## PROMPT
Determine how many lines in the entries below include "strategy". The reply should be that number and nothing else.

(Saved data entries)
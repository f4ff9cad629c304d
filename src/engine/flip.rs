// src/engine/flip.rs
//
// Orientation Flipper.

use crate::engine::image::{AlphaType, StaticImage, Surface};
use crate::engine::options::ParsedOptions;
use crate::error::Result;
use tracing::debug;

/// Mirror `image` vertically.
///
/// Straight-alpha pixels the caller wants kept straight are flipped by
/// swapping rows in a host copy, so no alpha rounding happens. Everything
/// else is drawn upside down onto a new surface with a copy blend, which
/// leaves the result premultiplied.
pub fn flip_image_vertically(image: StaticImage, parsed: &ParsedOptions) -> Result<StaticImage> {
    // A premultiplied element re-decoded as straight by the cropper counts too.
    let straight =
        parsed.source_is_unpremul || image.alpha_type() == AlphaType::Unpremultiplied;
    if straight && !parsed.premultiply_alpha {
        debug!(target: "image_bitmap::pipeline", strategy = "row-swap", "flip");
        flip_rows(image)
    } else {
        debug!(target: "image_bitmap::pipeline", strategy = "draw", "flip");
        flip_by_draw(image)
    }
}

fn flip_rows(image: StaticImage) -> Result<StaticImage> {
    let (info, mut pixels) = image.into_compact_pixels()?;
    let row_bytes = info.min_row_bytes();
    let height = info.height as usize;
    for y in 0..height / 2 {
        let (top, bottom) = pixels.split_at_mut((height - 1 - y) * row_bytes);
        top[y * row_bytes..(y + 1) * row_bytes].swap_with_slice(&mut bottom[..row_bytes]);
    }
    StaticImage::from_raster(info, pixels)
}

fn flip_by_draw(image: StaticImage) -> Result<StaticImage> {
    let mut surface = Surface::new_raster(
        image.width(),
        image.height(),
        image.pixel_format(),
        image.color_space(),
    )?;
    surface.draw_image(&image, true);
    surface.snapshot()
}
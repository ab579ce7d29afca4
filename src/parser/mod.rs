// CSV ingestion: text -> validated billing rows

pub mod csv_parser;
pub mod validator;

pub use csv_parser::{CsvParser, Parser, detect_delimiter};
pub use validator::validate_csv_data;
use crate::analyzer::elasticity::{Competitiveness, Industry};
use crate::analyzer::optimizer::PriceRange;
use crate::analyzer::price_analysis::DEFAULT_THRESHOLD;
use crate::model::PricingScenario;
use chrono::NaiveDate;
use serde::Deserialize;
use std::fs;
use thiserror::Error;

#[derive(Debug, Error)]
pub enum ConfigError {
    #[error("cannot read config: {0}")]
    Read(#[from] std::io::Error),
    #[error("cannot parse config: {0}")]
    Parse(#[from] serde_json::Error),
    #[error("invalid config: {0}")]
    Invalid(String),
}

/// A price change to evaluate for one market segment.
#[derive(Debug, Deserialize)]
pub struct ScenarioConfig {
    pub name: String,
    pub industry: Industry,
    #[serde(default)]
    pub competitiveness: Competitiveness,
    pub scenario: PricingScenario,
    /// Defaults to half to double the current price.
    pub search_range: Option<PriceRange>,
}

/// A customer export to scan for underpriced accounts.
#[derive(Debug, Deserialize)]
pub struct DatasetConfig {
    pub name: String,
    /// Local path or `http(s)://` URL.
    pub location: String,
    #[serde(default = "default_threshold")]
    pub deviation_threshold: f64,
    /// Detected from the header line when absent.
    pub delimiter: Option<char>,
}

#[derive(Debug, Deserialize)]
pub struct InflationConfig {
    pub name: String,
    pub current_price: f64,
    pub customer_count: u32,
    pub last_increase_date: NaiveDate,
    #[serde(default)]
    pub projection_months: u32,
    #[serde(default = "default_sector")]
    pub sector: String,
    #[serde(default = "default_region")]
    pub region: String,
}

#[derive(Debug, Deserialize)]
pub struct AppConfig {
    #[serde(default)]
    pub scenarios: Vec<ScenarioConfig>,
    #[serde(default)]
    pub datasets: Vec<DatasetConfig>,
    #[serde(default)]
    pub inflation: Vec<InflationConfig>,
    /// Where to write the JSON report; logging only when absent.
    pub report_path: Option<String>,
}

fn default_threshold() -> f64 {
    DEFAULT_THRESHOLD
}

fn default_sector() -> String {
    "IT Services".to_string()
}

fn default_region() -> String {
    "US".to_string()
}

impl AppConfig {
    fn validate(&self) -> Result<(), ConfigError> {
        for dataset in &self.datasets {
            if !(dataset.deviation_threshold > 0.0 && dataset.deviation_threshold < 1.0) {
                return Err(ConfigError::Invalid(format!(
                    "dataset '{}': deviation_threshold must be between 0 and 1",
                    dataset.name
                )));
            }
            if dataset.delimiter.is_some_and(|d| !d.is_ascii()) {
                return Err(ConfigError::Invalid(format!(
                    "dataset '{}': delimiter must be a single ASCII character",
                    dataset.name
                )));
            }
        }
        Ok(())
    }
}

pub fn parse_config(content: &str) -> Result<AppConfig, ConfigError> {
    let config: AppConfig = serde_json::from_str(content)?;
    config.validate()?;
    Ok(config)
}

pub fn load_config(path: &str) -> Result<AppConfig, ConfigError> {
    let content = fs::read_to_string(path)?;
    parse_config(&content)
}

#[cfg(test)]
mod tests {
    use super::*;

    const SAMPLE: &str = r#"{
        "scenarios": [{
            "name": "Pro tier +30%",
            "industry": "saas",
            "competitiveness": "high",
            "scenario": {
                "currentPrice": 5000,
                "newPrice": 6500,
                "currentCustomers": 100,
                "customerAcquisitionCost": 2000,
                "averageContractLength": 12,
                "averageChurn": 5
            },
            "search_range": { "min": 4000, "max": 9000 }
        }],
        "datasets": [{ "name": "EU export", "location": "data/eu.csv", "delimiter": ";" }],
        "inflation": [{
            "name": "Legacy plan",
            "current_price": 49.0,
            "customer_count": 320,
            "last_increase_date": "2021-09-01",
            "projection_months": 12
        }],
        "report_path": "report.json"
    }"#;

    #[test]
    fn parses_full_config() {
        let config = parse_config(SAMPLE).unwrap();

        let scenario = &config.scenarios[0];
        assert_eq!(scenario.industry, Industry::Saas);
        assert_eq!(scenario.competitiveness, Competitiveness::High);
        assert_eq!(scenario.scenario.new_price, 6500.0);
        assert_eq!(scenario.scenario.price_elasticity, None);
        assert_eq!(scenario.search_range.map(|r| r.max), Some(9000.0));

        let dataset = &config.datasets[0];
        assert_eq!(dataset.deviation_threshold, DEFAULT_THRESHOLD);
        assert_eq!(dataset.delimiter, Some(';'));

        let inflation = &config.inflation[0];
        assert_eq!(inflation.last_increase_date, NaiveDate::from_ymd_opt(2021, 9, 1).unwrap());
        assert_eq!(inflation.sector, "IT Services");
        assert_eq!(config.report_path.as_deref(), Some("report.json"));
    }

    #[test]
    fn empty_object_is_a_valid_config() {
        let config = parse_config("{}").unwrap();
        assert!(config.scenarios.is_empty());
        assert!(config.report_path.is_none());
    }

    #[test]
    fn rejects_out_of_range_threshold() {
        let err = parse_config(
            r#"{"datasets": [{"name": "x", "location": "x.csv", "deviation_threshold": 1.5}]}"#,
        )
        .unwrap_err();
        assert!(matches!(err, ConfigError::Invalid(_)));
    }

    #[test]
    fn missing_file_is_read_error() {
        assert!(matches!(
            load_config("/no/such/config.json"),
            Err(ConfigError::Read(_))
        ));
    }
}
use crate::model::{OptimalPrice, PricingError};
use serde::{Deserialize, Serialize};

/// Number of intervals in the price grid.
pub const GRID_STEPS: u32 = 100;

#[derive(Debug, Clone, Copy, PartialEq, Serialize, Deserialize)]
pub struct PriceRange {
    pub min: f64,
    pub max: f64,
}

impl PriceRange {
    /// Half to double the base price.
    pub fn around(base_price: f64) -> Self {
        Self {
            min: base_price * 0.5,
            max: base_price * 2.0,
        }
    }

    pub fn contains(&self, price: f64) -> bool {
        price >= self.min && price <= self.max
    }
}

/// Annual revenue at `price` under a linear demand drop relative to `base_price`.
/// Demand bottoms out at zero customers.
pub fn revenue_at(price: f64, base_price: f64, customers: f64, elasticity: f64) -> f64 {
    let price_change_percent = (price - base_price) / base_price;
    let demand_drop = (price_change_percent * elasticity).abs();
    price * (customers * (1.0 - demand_drop)).max(0.0) * 12.0
}

/// Grid search for the revenue-maximizing price.
///
/// Scans `GRID_STEPS + 1` evenly spaced prices from `range.min` to
/// `range.max` inclusive; the first (lowest) price reaching the maximum wins.
/// `base_price` itself is only evaluated if it happens to lie on the grid.
pub fn find_optimal_price(
    base_price: f64,
    customers: u32,
    elasticity: f64,
    range: Option<PriceRange>,
) -> Result<OptimalPrice, PricingError> {
    if base_price == 0.0 {
        return Err(PricingError::DivisionUndefined);
    }
    if base_price < 0.0 || !base_price.is_finite() {
        return Err(PricingError::InvalidInput(format!(
            "base price must be positive, got {base_price}"
        )));
    }
    let range = range.unwrap_or_else(|| PriceRange::around(base_price));
    if range.min.is_nan() || range.max.is_nan() || range.min > range.max {
        return Err(PricingError::InvalidInput(format!(
            "empty price range {}..{}",
            range.min, range.max
        )));
    }

    let customers = f64::from(customers);
    let step = (range.max - range.min) / f64::from(GRID_STEPS);

    let mut best: Option<OptimalPrice> = None;
    for i in 0..=GRID_STEPS {
        let price = if i == GRID_STEPS {
            range.max
        } else {
            range.min + step * f64::from(i)
        };
        let revenue = revenue_at(price, base_price, customers, elasticity);
        if best.is_none_or(|b| revenue > b.max_revenue) {
            best = Some(OptimalPrice {
                optimal_price: price,
                max_revenue: revenue,
            });
        }
    }

    // The loop always runs at least once.
    Ok(best.unwrap_or(OptimalPrice {
        optimal_price: range.min,
        max_revenue: revenue_at(range.min, base_price, customers, elasticity),
    }))
}
// Utility functions
use chrono::{DateTime, NaiveDate};

/// Parses `YYYY-MM-DD`, `DD.MM.YYYY` or an RFC 3339 timestamp into a calendar date.
pub fn parse_date(date_str: &str) -> Option<NaiveDate> {
    let trimmed = date_str.trim();
    NaiveDate::parse_from_str(trimmed, "%Y-%m-%d")
        .or_else(|_| NaiveDate::parse_from_str(trimmed, "%d.%m.%Y"))
        .ok()
        .or_else(|| {
            DateTime::parse_from_rfc3339(trimmed)
                .ok()
                .map(|dt| dt.date_naive())
        })
}

/// Rounds a monetary amount to cents.
pub fn round_cents(value: f64) -> f64 {
    (value * 100.0).round() / 100.0
}

/// Ratio guarded against a zero denominator.
pub fn safe_ratio(numerator: f64, denominator: f64) -> f64 {
    if denominator == 0.0 {
        0.0
    } else {
        numerator / denominator
    }
}
// Dataset sources: where customer CSV exports are read from.

pub mod fetcher;
pub mod traits;

pub use fetcher::{MAX_EXPORT_BYTES, SourceImpl, has_csv_extension, validate_file_format};
pub use traits::RowSource;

## YOUR SOLUTION
2